▶ **Work instructions**
Retype the entries in full, exactly.

Segment Start: Provided information

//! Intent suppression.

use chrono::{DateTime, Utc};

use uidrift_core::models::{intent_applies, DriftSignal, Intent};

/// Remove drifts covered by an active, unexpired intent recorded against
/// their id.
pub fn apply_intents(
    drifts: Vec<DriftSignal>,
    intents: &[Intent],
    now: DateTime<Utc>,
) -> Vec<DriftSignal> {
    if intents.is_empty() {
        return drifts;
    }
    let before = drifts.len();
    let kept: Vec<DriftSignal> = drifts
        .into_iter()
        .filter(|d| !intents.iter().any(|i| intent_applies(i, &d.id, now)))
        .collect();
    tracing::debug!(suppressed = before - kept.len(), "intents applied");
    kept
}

Segment End: Provided information

▶ **Response to the exercise**
//! Intent suppression.

use chrono::{DateTime, Utc};

use uidrift_core::models::{intent_applies, DriftSignal, Intent};

/// Remove drifts covered by an active, unexpired intent recorded against
/// their id.
pub fn apply_intents(
    drifts: Vec<DriftSignal>,
    intents: &[Intent],
    now: DateTime<Utc>,
) -> Vec<DriftSignal> {
    if intents.is_empty() {
        return drifts;
    }
    let before = drifts.len();
    let kept: Vec<DriftSignal> = drifts
        .into_iter()
        .filter(|d| !intents.iter().any(|i| intent_applies(i, &d.id, now)))
        .collect();
    tracing::debug!(suppressed = before - kept.len(), "intents applied");
    kept
}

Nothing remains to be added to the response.